# MCP Gateway
[](https://github.com/MikkoParkkola/mcp-gateway/actions/workflows/ci.yml)
[](https://crates.io/crates/mcp-gateway)
[](https://www.rust-lang.org)
[](https://opensource.org/licenses/MIT)
**Give your AI access to every tool it needs -- without burning your context window or building MCP servers.**

MCP Gateway sits between your AI client and your tools. Instead of loading hundreds of tool definitions into every request, the AI gets 4 meta-tools and discovers the right one on demand -- like searching an app store instead of installing every app.
## Why
**The context window is the bottleneck.** Every MCP tool you connect costs ~150 tokens of context overhead. Connect 20 servers with 100+ tools and you've burned 15,000 tokens before the conversation starts -- on tool definitions the AI probably won't use this turn.
Worse: context limits force you to **choose** which tools to connect. You leave tools out because they don't fit -- and your AI makes worse decisions because it can't reach the right data.
MCP Gateway removes that tradeoff entirely.
| | Without Gateway | With Gateway |
|---|----------------|--------------|
| **Tools in context** | Every definition, every request | 4 meta-tools (~400 tokens) |
| **Token overhead** | ~15,000 tokens (100 tools) | ~400 tokens -- **97% savings** |
| **Cost at scale** | ~$0.22/request (Opus input) | ~$0.006/request -- **$219 saved per 1K** |
| **Practical tool limit** | 20-50 tools (context pressure) | **Unlimited** -- discovered on demand |
| **Connect a new REST API** | Build an MCP server (days) | Drop a YAML file or import an OpenAPI spec (minutes) |
| **Changing MCP config** | Restart AI session, lose context | Restart gateway (~8ms), session stays alive |
| **When one tool breaks** | Cascading failures | Circuit breakers isolate it |
### Why not...
| Alternative | What it does | Why MCP Gateway is different |
|---|---|---|
| **Direct MCP connections** | Each server connected individually | Every tool definition loaded every request. 100 tools = 15K tokens burned. Gateway: 4 tools, always. |
| **Claude's ToolSearch** | Built-in deferred tool loading | Only works with tools already configured. Gateway adds unlimited backends + REST APIs without MCP servers. |
| **Archestra** | Cloud-hosted MCP registry | Requires cloud account, sends data to third party. Gateway is local-only, zero external dependencies. |
| **Kong / Portkey** | General API gateways | Not MCP-aware. No meta-tool discovery, no tool search, no capability YAML system. |
| **Building fewer MCP servers** | Reduce tool count manually | You lose capabilities. Gateway lets you keep everything and pay the token cost of 4. |
## Key Benefits
### 1. Unlimited Tools, Minimal Tokens
The gateway exposes 4 meta-tools. Your AI searches for what it needs (`gateway_search_tools`), then invokes it (`gateway_invoke`). Tool definitions load on demand, not upfront. Connect 500 tools and pay the token cost of 4.
This isn't just a cost optimization -- it's a **capability unlock**. Without the gateway, you pick which 20-30 tools fit in context. With it, the AI has access to everything and dynamically selects the best tool for each task.

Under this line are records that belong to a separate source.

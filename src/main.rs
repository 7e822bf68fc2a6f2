// Main entry point for Vestibule

use vestibule::api::{create_router, AppState, TokenStore, UserStore};
use vestibule::auth::audit::AuditLogger;
use vestibule::auth::middleware::AuthState;
use vestibule::auth::store::{MemoryTokenStore, PgTokenStore, PgUserStore, YamlUserStore};
use vestibule::config::Config;

use std::sync::Arc;
use tokio::signal;
use tracing::{error, info};

#[tokio::main]
async fn main() -> anyhow::Result<()> {
    // 1. Load and validate configuration first (before any logging)
    let config = match Config::from_env() {
        Ok(config) => config,
        Err(e) => {
            eprintln!("Configuration error: {}", e);
            std::process::exit(1);
        }
    };

    // 2. Initialize tracing subscriber with config values
    // Must be done only once - tracing panics if init() is called multiple times
    init_tracing(&config)?;

    info!("Starting Vestibule");

    info!(
        bind_address = %config.bind_address,
        port = config.port,
        "Configuration loaded"
    );

    // 3. Initialize database pool (if configured)
    let db_pool: Option<Arc<sqlx::PgPool>> = match config.database_url {
        Some(ref database_url) => {
            let pool = sqlx::PgPool::connect(database_url).await.map_err(|e| {
                error!(error = %e, "Failed to connect to database");
                e
            })?;
            Some(Arc::new(pool))
        }
        None => None,
    };

    if db_pool.is_some() {
        info!("Database pool initialized");
    }

    // 4. Select stores (database or YAML-seeded fallback)
    let user_store: Arc<dyn UserStore + Send + Sync>;
    let token_store: Arc<dyn TokenStore + Send + Sync>;
    if let Some(ref pool) = db_pool {
        user_store = Arc::new(PgUserStore::new((**pool).clone()));
        token_store = Arc::new(PgTokenStore::new((**pool).clone()));
        info!("Database stores initialized");
    } else if let Some(ref path) = config.users_yaml_path {
        let store = YamlUserStore::from_file(path).map_err(|e| {
            error!(error = %e, path = ?path, "Failed to load users file");
            e
        })?;
        info!(users = store.len(), path = ?path, "YAML user store initialized");
        user_store = Arc::new(store);
        token_store = Arc::new(MemoryTokenStore::new());
    } else {
        anyhow::bail!("Either DATABASE_URL or USERS_YAML_PATH must be set");
    }

    // 5. Initialize audit logger
    let audit = Arc::new(AuditLogger::new(db_pool.clone()));

    info!("Audit logger initialized");

    // 6. Create AuthState
    let auth_state = Arc::new(AuthState {
        user_store: user_store.clone(),
        token_store: token_store.clone(),
        audit: audit.clone(),
        login_path: config.login_path.clone(),
    });

    // 7. Create AppState
    let app_state = AppState {
        user_store,
        token_store,
        audit,
        config: Arc::new(config.clone()),
    };

    // 8. Create router
    let router = create_router(app_state, Some(auth_state));

    info!("Router created");

    // 9. Start HTTP server
    let addr = format!("{}:{}", config.bind_address, config.port);
    let listener = tokio::net::TcpListener::bind(&addr).await.map_err(|e| {
        error!(error = %e, addr = %addr, "Failed to bind to address");
        e
    })?;

    info!(addr = %addr, "Server listening on {}", addr);

    axum::serve(listener, router.into_make_service())
        .with_graceful_shutdown(shutdown_signal())
        .await
        .map_err(|e| {
            error!(error = %e, "Server error");
            e
        })?;

    info!("Server shutdown complete");
    Ok(())
}

/// Initialize tracing subscriber based on configuration
fn init_tracing(config: &Config) -> anyhow::Result<()> {
    use tracing_subscriber::fmt;
    use tracing_subscriber::EnvFilter;

    let level = parse_log_level(&config.log_level)?;

    // Create filter from RUST_LOG env var or config
    let filter = EnvFilter::try_from_default_env()
        .or_else(|_| EnvFilter::try_new(&config.log_level))
        .unwrap_or_else(|_| EnvFilter::new("info"));

    let subscriber = fmt()
        .with_max_level(level)
        .with_target(false)
        .with_thread_ids(false)
        .with_file(false)
        .with_line_number(false)
        .with_env_filter(filter);

    if config.log_format == "json" {
        subscriber.json().init();
    } else {
        subscriber.init();
    }

    Ok(())
}

/// Parse log level string to tracing Level
fn parse_log_level(level: &str) -> anyhow::Result<tracing::Level> {
    match level.to_lowercase().as_str() {
        "trace" => Ok(tracing::Level::TRACE),
        "debug" => Ok(tracing::Level::DEBUG),
        "info" => Ok(tracing::Level::INFO),
        "warn" => Ok(tracing::Level::WARN),
        "error" => Ok(tracing::Level::ERROR),
        _ => anyhow::bail!("Invalid log level: {}", level),
    }
}

/// Graceful shutdown signal handler
async fn shutdown_signal() {
    let ctrl_c = async {
        signal::ctrl_c()
            .await
            .expect("Failed to install Ctrl+C handler");
    };

    #[cfg(unix)]
    let terminate = async {
        use signal::unix::{signal, SignalKind};
        signal(SignalKind::terminate())
            .expect("Failed to install SIGTERM handler")
            .recv()
            .await;
    };

    #[cfg(not(unix))]
    let terminate = std::future::pending::<()>();

    tokio::select! {
        _ = ctrl_c => {
            info!("Ctrl+C received, starting graceful shutdown");
        },
        _ = terminate => {
            info!("SIGTERM received, starting graceful shutdown");
        },
    }
}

**Token math** (Claude Opus @ $15/M input tokens):
- **Without**: 100 tools × 150 tokens × 1,000 requests = 15M tokens = **$225**
- **With**: 4 meta-tools × 100 tokens × 1,000 requests = 0.4M tokens = **$6**
### 2. Any REST API → MCP Tool -- No Code
Most APIs will never get a dedicated MCP server. The gateway turns any REST API into a tool your AI can use:
**From an OpenAPI spec** (automatic):
```bash
mcp-gateway cap import stripe-openapi.yaml --output capabilities/ --prefix stripe
# Generates one capability YAML per endpoint, ready to use
```
**From a YAML definition** (~30 seconds):
```yaml
name: stock_quote
description: Get real-time stock price
providers:
primary:
service: rest
config:
base_url: https://finnhub.io
path: /api/v1/quote
method: GET
params:
symbol: "{symbol}"
token: "{env.FINNHUB_API_KEY}"
```
Drop the file in a capability directory -- **hot-reloaded in ~500ms**, no restart needed.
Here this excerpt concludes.